Jerry Tuite, "The Wall" a.k.a. "Malice" - Died at age 36 in 2003 of an apparent heart attack in his hotel room.

Raymond "Hercules" Hernandez - Dead of heart failure in 2004 at age 47.

Ray "The Big Boss Man" Traylor - Found dead of a heart attack in 2004 at age 42.

Eddie Guerrero - After a long battle with painkillers, he was found dead of a heart attack by his nephew in his hotel room at age 38. The first person his nephew reportedly called was Guerrero's best friend, Chris Benoit.

Chris Candido - Died in 2005 at age 33 from a blood clot after breaking his tibia and fibula and dislocating his ankle in a pay-per-view event.

Owen Hart - Fell to his death at age 34 in 1999 when the rigging that was lowering him into the ring malfunctioned.
And then there's the story of the Von Erich wrestling family.

Wrestling patriarch Fritz Von Erich, nee Jack Adkisson, had five wrestling sons: Kevin, David, Kerry, Mike and Chris.

David died in a hotel room in Tokyo at the age of 25 in 1984 just as he was embarking on a three-week pro wrestling tour of Japan. The official cause of death was acute enteritis, severe inflammation of the intestines.

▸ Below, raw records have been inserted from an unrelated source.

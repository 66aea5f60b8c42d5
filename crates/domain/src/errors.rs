use thiserror::Error;

#[derive(Error, Debug, Clone, PartialEq, Eq)]
pub enum DomainError {
    #[error("Invalid domain name: {0}")]
    InvalidDomainName(String),

    #[error("Invalid DNS response: {0}")]
    InvalidDnsResponse(String),

    #[error("Record not found")]
    RecordNotFound,

    /// Upstream answered with a non-success response code.
    #[error("Resolution failed with response code {code}")]
    ResolutionFailed { code: u16 },

    #[error("Query timeout")]
    QueryTimeout,

    #[error("Query cancelled")]
    Cancelled,

    #[error("Transport error: {0}")]
    Transport(String),

    #[error("No name servers configured")]
    EmptyServerList,

    #[error("Invalid configuration: {0}")]
    InvalidConfig(String),
}

impl DomainError {
    /// Numeric DNS response code for authoritative failures.
    pub fn rcode(&self) -> Option<u16> {
        match self {
            Self::ResolutionFailed { code } => Some(*code),
            _ => None,
        }
    }

    pub fn is_transport_error(&self) -> bool {
        matches!(self, Self::Transport(_) | Self::InvalidDnsResponse(_))
    }

    /// Ranking used when several servers failed: the highest one is reported.
    ///
    /// An authoritative response code beats a transport failure, which beats a
    /// plain timeout or an empty cache.
    pub fn specificity(&self) -> u8 {
        match self {
            Self::ResolutionFailed { .. } => 3,
            Self::Transport(_) | Self::InvalidDnsResponse(_) => 2,
            Self::QueryTimeout | Self::RecordNotFound | Self::Cancelled => 1,
            _ => 0,
        }
    }
}

impl From<crate::config::ConfigError> for DomainError {
    fn from(err: crate::config::ConfigError) -> Self {
        Self::InvalidConfig(err.to_string())
    }
}
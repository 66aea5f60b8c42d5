use rustc_hash::FxHashMap;
use std::fmt;
use std::sync::{Arc, Mutex, PoisonError};
use tokio::sync::mpsc;
use tracing::trace;

/// Buffered notifications per subscription before new ones are dropped.
pub const SUBSCRIPTION_BUFFER: usize = 16;

/// Closed subscriptions are swept once this many are registered.
const SWEEP_THRESHOLD: usize = 16;

/// Keyed wake-up channel.
///
/// Publishing never blocks: a subscriber whose buffer is full misses the
/// message and finds out on its next re-check. Receivers treat every message
/// as "something changed, look again".
pub struct NotificationBus<T> {
    inner: Arc<Mutex<BusState<T>>>,
}

struct BusState<T> {
    topics: FxHashMap<String, Vec<mpsc::Sender<T>>>,
    registered: usize,
}

impl<T> BusState<T> {
    fn sweep(&mut self) {
        let before = self.registered;
        self.topics.retain(|_, senders| {
            senders.retain(|tx| !tx.is_closed());
            !senders.is_empty()
        });
        self.registered = self.topics.values().map(Vec::len).sum();
        trace!(
            removed = before - self.registered,
            remaining = self.registered,
            "Swept closed subscriptions"
        );
    }
}

impl<T: Clone + Send + 'static> NotificationBus<T> {
    pub fn new() -> Self {
        Self {
            inner: Arc::new(Mutex::new(BusState {
                topics: FxHashMap::default(),
                registered: 0,
            })),
        }
    }

    pub fn subscribe(&self, key: &str) -> Subscription<T> {
        let (tx, rx) = mpsc::channel(SUBSCRIPTION_BUFFER);
        let mut state = self.inner.lock().unwrap_or_else(PoisonError::into_inner);
        if state.registered >= SWEEP_THRESHOLD {
            state.sweep();
        }
        state.topics.entry(key.to_string()).or_default().push(tx);
        state.registered += 1;
        Subscription { receiver: rx }
    }

    /// Deliver `payload` to every open subscription on `key`.
    ///
    /// Returns how many subscribers accepted it.
    pub fn publish(&self, key: &str, payload: T) -> usize {
        let state = self.inner.lock().unwrap_or_else(PoisonError::into_inner);
        let Some(senders) = state.topics.get(key) else {
            return 0;
        };
        senders
            .iter()
            .filter(|tx| tx.try_send(payload.clone()).is_ok())
            .count()
    }

    /// Registered subscriptions, including closed ones not yet swept.
    pub fn subscriber_count(&self) -> usize {
        self.inner
            .lock()
            .unwrap_or_else(PoisonError::into_inner)
            .registered
    }
}

impl<T: Clone + Send + 'static> Default for NotificationBus<T> {
    fn default() -> Self {
        Self::new()
    }
}

impl<T> fmt::Debug for NotificationBus<T> {
    fn fmt(&self, f: &mut fmt::Formatter<'_>) -> fmt::Result {
        let state = self.inner.lock().unwrap_or_else(PoisonError::into_inner);
        f.debug_struct("NotificationBus")
            .field("topics", &state.topics.len())
            .field("registered", &state.registered)
            .finish()
    }
}

/// Receiving end of one subscription. Dropping it unsubscribes.
pub struct Subscription<T> {
    receiver: mpsc::Receiver<T>,
}

impl<T> Subscription<T> {
    /// Wait for the next notification. `None` once closed and drained.
    pub async fn recv(&mut self) -> Option<T> {
        self.receiver.recv().await
    }

    /// Stop accepting notifications; the bus sweeps it later.
    pub fn close(&mut self) {
        self.receiver.close();
    }
}
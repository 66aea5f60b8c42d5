use ferrous_resolver_domain::{CliOverrides, Config};
use tracing::info;

pub fn load_config(
    config_path: Option<&str>,
    cli_overrides: CliOverrides,
) -> anyhow::Result<Config> {
    let config = Config::load(config_path, cli_overrides)?;
    config.validate()?;
    Ok(config)
}

/// Called once logging is up.
pub fn log_config_summary(config_path: Option<&str>, config: &Config) {
    info!(
        config_file = config_path.unwrap_or("default"),
        servers = config.dns.servers.len(),
        static_hosts = config.dns.hosts.len() + config.dns.static_hosts.len(),
        query_timeout_ms = config.dns.query_timeout_ms,
        "Configuration loaded"
    );
}
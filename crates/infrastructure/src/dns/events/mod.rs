//! Wait/notify plumbing between name-server receive paths and resolvers
//! blocked on a cache miss.

pub mod bus;

pub use bus::{NotificationBus, Subscription, SUBSCRIPTION_BUFFER};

Three years later, Mike committed suicide by overdosing on the tranquilizer Placidyl at the age of 23. After David's death, Mike had suffered a series of setbacks including a serious shoulder injury that had left him severely depressed.

Devastated by the deaths of his older brothers and frustrated by his own limitations as a wrestler, the youngest and smallest brother, Chris, shot himself to death at the age of 21 in 1991.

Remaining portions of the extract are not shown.